A média brasileira foi semelhante à da safra passada, de 72.543 kg/ha, e acabou não impactando no aumento da produção.

Média brasileira foi semelhante à safra passada, com 72.55 kg/ha - Foto: Divulgação

A companhia Nacional de Abastecimento (Conab) divulgou hoje (24), o 4º e último levantamento da safra de cana-de-açúcar 2017/2018, registrando que a produção teve queda, chegando a 633,26 milhões de toneladas, o que corresponde a 3,6% a menos em relação à safra anterior, que foi de 657,18 milhões de toneladas. 

A média brasileira foi semelhante à da safra passada, de 72.543 kg/ha, e acabou não impactando no aumento da produção. O Centro-Oeste manteve a área colhida anteriormente, mas com estimativa de redução nos patamares de produtividade, visto que a produção de 133,66 milhões de toneladas representa redução de 0,4%. 

O boletim mostra ainda que a diminuição também é reflexo da área colhida, que fechou 8,73 milhões de hectares, com queda de 3,5% se comparada à safra 2016/17. Mesmo com este cenário, a produção de etanol manteve-se estável, com 27,76 bilhões de litros e redução de 0,2%. 

Já o açúcar caiu para 37,87 milhões de t, com retração de 2,1% em relação à safra anterior, devido à menor quantidade de cana disponível e o direcionamento para a produção de etanol, visto que os preços no mercado internacional caíram.

No caso do etanol anidro, utilizado na mistura com a gasolina, houve aumento de 0,1%, alcançando 11,09 bilhões de litros. A justificativa, segundo a pesquisa, foi a manutenção do consumo de gasolina. Neste caso, o total produzido de etanol hidratado foi de 16,68 bilhões de litros, o que significa uma redução de 0,3% ou 58,36 milhões de litros.

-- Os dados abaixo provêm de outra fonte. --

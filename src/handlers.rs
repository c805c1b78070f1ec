use crate::adherence;
use crate::dashboard::{self, BmiReading, CaloriePlan, WaterProgress};
use crate::errors::AppError;
use crate::models::{
    AddMedicationRequest, Appointment, AppointmentOptions, AppointmentRequest, BmiRequest,
    CaloriesRequest, ChatReply, ChatRequest, HealthRecord, HealthRecordRequest, LoginRequest,
    Medication, MessageResponse, NewMedication, ProfileRequest, ProfileUpdate, SessionResponse,
    SignupForm, SignupRequest, TakenRequest, TipResponse, WaterRequest,
};
use crate::schedule::{build_view, slot_key, ScheduleView, TakenResponse};
use crate::session::Session;
use crate::state::AppState;
use crate::storage::date_key;
use crate::ui::render_index;
use axum::{extract::State, response::Html, Json};
use chrono::{Local, NaiveDate};
use tracing::{info, warn};

pub async fn index(State(state): State<AppState>) -> Html<String> {
    let session = state.current_session().await;
    let today = today();
    Html(render_index(
        session.as_ref().map(|session| &session.user),
        &date_key(today),
        dashboard::tip_of_the_day(today),
    ))
}

pub async fn get_session(State(state): State<AppState>) -> Json<SessionResponse> {
    let session = state.current_session().await;
    Json(SessionResponse {
        user: session.map(|session| session.user),
    })
}

pub async fn signup(
    State(state): State<AppState>,
    Json(form): Json<SignupForm>,
) -> Result<Json<MessageResponse>, AppError> {
    dashboard::validate_signup(&form)?;

    let request = SignupRequest {
        name: form.name.trim().to_string(),
        email: form.email.trim().to_string(),
        password: form.password,
    };
    let reply = state.backend.signup(&request).await?;
    Ok(Json(MessageResponse { msg: reply.msg }))
}

pub async fn login(
    State(state): State<AppState>,
    Json(payload): Json<LoginRequest>,
) -> Result<Json<SessionResponse>, AppError> {
    let email = payload.email.trim();
    if email.is_empty() || payload.password.is_empty() {
        return Err(AppError::bad_request("Enter email and password."));
    }
    if !dashboard::validate_email(email) {
        return Err(AppError::bad_request("Invalid email format."));
    }

    let user = state.backend.login(email, &payload.password).await?;
    let session = Session::new(user);
    {
        let mut store = state.store.lock().await;
        session.persist(&mut store)?;
        state.persist(&store).await?;
    }
    state.invalidate_medications().await;
    *state.session.lock().await = Some(session.clone());

    info!(email = session.email(), "signed in");
    Ok(Json(SessionResponse {
        user: Some(session.user),
    }))
}

pub async fn logout(State(state): State<AppState>) -> Result<Json<SessionResponse>, AppError> {
    let previous = state.session.lock().await.take();
    {
        let mut store = state.store.lock().await;
        Session::teardown(&mut store);
        state.persist(&store).await?;
    }
    state.invalidate_medications().await;

    if let Some(session) = previous {
        info!(email = session.email(), "signed out");
    }
    Ok(Json(SessionResponse { user: None }))
}

pub async fn get_medications(State(state): State<AppState>) -> Result<Json<Vec<Medication>>, AppError> {
    let session = state.require_session().await?;
    let medications = state.backend.medications(session.email()).await?;
    state
        .cache_medications(session.email(), today(), medications.clone())
        .await;
    Ok(Json(medications))
}

pub async fn add_medication(
    State(state): State<AppState>,
    Json(form): Json<NewMedication>,
) -> Result<Json<MessageResponse>, AppError> {
    let session = state.require_session().await?;
    let duration = dashboard::validate_medication(&form)?;

    let request = AddMedicationRequest {
        email: session.email().to_string(),
        name: form.name.trim().to_string(),
        dosage: form.dosage.trim().to_string(),
        frequency: form.frequency,
        duration,
    };
    let reply = state.backend.add_medication(&request).await?;
    state.invalidate_medications().await;
    Ok(Json(MessageResponse { msg: reply.msg }))
}

pub async fn get_schedule(State(state): State<AppState>) -> Result<Json<ScheduleView>, AppError> {
    let session = state.require_session().await?;
    let today = today();
    let medications = todays_medications(&state, &session, today).await?;
    Ok(Json(schedule_view(&state, &session, today, &medications).await))
}

pub async fn mark_dose_taken(
    State(state): State<AppState>,
    Json(payload): Json<TakenRequest>,
) -> Result<Json<TakenResponse>, AppError> {
    let session = state.require_session().await?;
    let time_label = payload.time_label.trim();
    if payload.medication_id.is_empty() || time_label.is_empty() {
        return Err(AppError::bad_request("medication_id and time_label are required"));
    }

    let today = today();
    let taken_at = Local::now().format("%H:%M").to_string();
    {
        let mut store = state.store.lock().await;
        adherence::mark_taken(
            &mut store,
            session.email(),
            today,
            &payload.medication_id,
            time_label,
            &taken_at,
        )?;
        state.persist(&store).await?;
    }

    // The dose is recorded even when the medication list cannot be refreshed.
    let schedule = match todays_medications(&state, &session, today).await {
        Ok(medications) => {
            let name = medications
                .iter()
                .find(|med| med.id == payload.medication_id)
                .map_or(payload.medication_id.as_str(), |med| med.name.as_str());
            info!(email = session.email(), medication = name, time = time_label, %taken_at, "dose taken");
            Some(schedule_view(&state, &session, today, &medications).await)
        }
        Err(err) => {
            info!(email = session.email(), medication = %payload.medication_id, time = time_label, %taken_at, "dose taken");
            warn!("schedule not refreshed after marking dose: {err}");
            None
        }
    };

    Ok(Json(TakenResponse {
        key: slot_key(&payload.medication_id, time_label),
        taken_at,
        schedule,
    }))
}

pub async fn get_water(State(state): State<AppState>) -> Result<Json<WaterProgress>, AppError> {
    let session = state.require_session().await?;
    let store = state.store.lock().await;
    let ml = adherence::water_for_day(&store, session.email(), today());
    Ok(Json(dashboard::water_progress(ml)))
}

pub async fn track_water(
    State(state): State<AppState>,
    Json(payload): Json<WaterRequest>,
) -> Result<Json<WaterProgress>, AppError> {
    let session = state.require_session().await?;
    let ml = dashboard::validate_water(payload.ml)?;

    let mut store = state.store.lock().await;
    adherence::record_water(&mut store, session.email(), today(), ml);
    state.persist(&store).await?;
    Ok(Json(dashboard::water_progress(ml)))
}

pub async fn calculate_bmi(Json(payload): Json<BmiRequest>) -> Result<Json<BmiReading>, AppError> {
    Ok(Json(dashboard::bmi(payload.height, payload.weight)?))
}

pub async fn calculate_calories(
    Json(payload): Json<CaloriesRequest>,
) -> Result<Json<CaloriePlan>, AppError> {
    Ok(Json(dashboard::daily_calories(
        payload.age,
        payload.gender.trim(),
        payload.goal.trim(),
    )?))
}

pub async fn appointment_options() -> Json<AppointmentOptions> {
    Json(AppointmentOptions {
        doctors: dashboard::DOCTORS,
        time_slots: dashboard::TIME_SLOTS,
    })
}

pub async fn get_appointments(State(state): State<AppState>) -> Result<Json<Vec<Appointment>>, AppError> {
    let session = state.require_session().await?;
    Ok(Json(state.backend.appointments(session.email()).await?))
}

pub async fn add_appointment(
    State(state): State<AppState>,
    Json(appointment): Json<Appointment>,
) -> Result<Json<MessageResponse>, AppError> {
    let session = state.require_session().await?;
    dashboard::validate_appointment(&appointment, today())?;

    let request = AppointmentRequest {
        email: session.email().to_string(),
        appointment,
    };
    let reply = state.backend.add_appointment(&request).await?;
    Ok(Json(MessageResponse { msg: reply.msg }))
}

pub async fn get_health_records(State(state): State<AppState>) -> Result<Json<HealthRecord>, AppError> {
    let session = state.require_session().await?;
    let record = state.backend.health_records(session.email()).await?;
    Ok(Json(record.unwrap_or_default()))
}

pub async fn save_health_records(
    State(state): State<AppState>,
    Json(record): Json<HealthRecord>,
) -> Result<Json<MessageResponse>, AppError> {
    let session = state.require_session().await?;
    let request = HealthRecordRequest {
        email: session.email().to_string(),
        record,
    };
    let reply = state.backend.save_health_records(&request).await?;
    Ok(Json(MessageResponse { msg: reply.msg }))
}

pub async fn save_profile(
    State(state): State<AppState>,
    Json(update): Json<ProfileUpdate>,
) -> Result<Json<SessionResponse>, AppError> {
    let mut session = state.require_session().await?;
    let request = ProfileRequest {
        email: session.email().to_string(),
        name: update.name.trim().to_string(),
        age: update.age.trim().to_string(),
        bio: update.bio.trim().to_string(),
    };
    state.backend.save_profile(&request).await?;

    session.user.name = request.name;
    session.user.age = request.age;
    session.user.bio = request.bio;
    {
        let mut store = state.store.lock().await;
        session.persist(&mut store)?;
        state.persist(&store).await?;
    }
    *state.session.lock().await = Some(session.clone());

    Ok(Json(SessionResponse {
        user: Some(session.user),
    }))
}

pub async fn chat(
    State(state): State<AppState>,
    Json(payload): Json<ChatRequest>,
) -> Result<Json<ChatReply>, AppError> {
    let question = payload.question.trim();
    if question.is_empty() {
        return Err(AppError::bad_request("Ask a question first."));
    }
    let reply = state.backend.chat(question).await?;
    Ok(Json(ChatReply { reply }))
}

pub async fn get_tip() -> Json<TipResponse> {
    Json(TipResponse {
        tip: dashboard::tip_of_the_day(today()),
    })
}

async fn todays_medications(
    state: &AppState,
    session: &Session,
    today: NaiveDate,
) -> Result<Vec<Medication>, AppError> {
    if let Some(medications) = state.cached_medications(session.email(), today).await {
        return Ok(medications);
    }

    let medications = state.backend.medications(session.email()).await?;
    state
        .cache_medications(session.email(), today, medications.clone())
        .await;
    Ok(medications)
}

async fn schedule_view(
    state: &AppState,
    session: &Session,
    today: NaiveDate,
    medications: &[Medication],
) -> ScheduleView {
    let record = {
        let store = state.store.lock().await;
        adherence::load_day(&store, session.email(), today)
    };
    build_view(&date_key(today), medications, &record)
}

fn today() -> NaiveDate {
    Local::now().date_naive()
}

A estimativa aumentou em relação aos levantamentos anteriores, porque o consumo de etanol hidratado subiu a partir de outubro de 2017, o que levou as unidades de produção a direcionarem a produção para o biocombustível em detrimento do açúcar. O consumo acumulado, segundo a Agência Nacional de Petróleo (ANP), foi 5% superior à safra passada.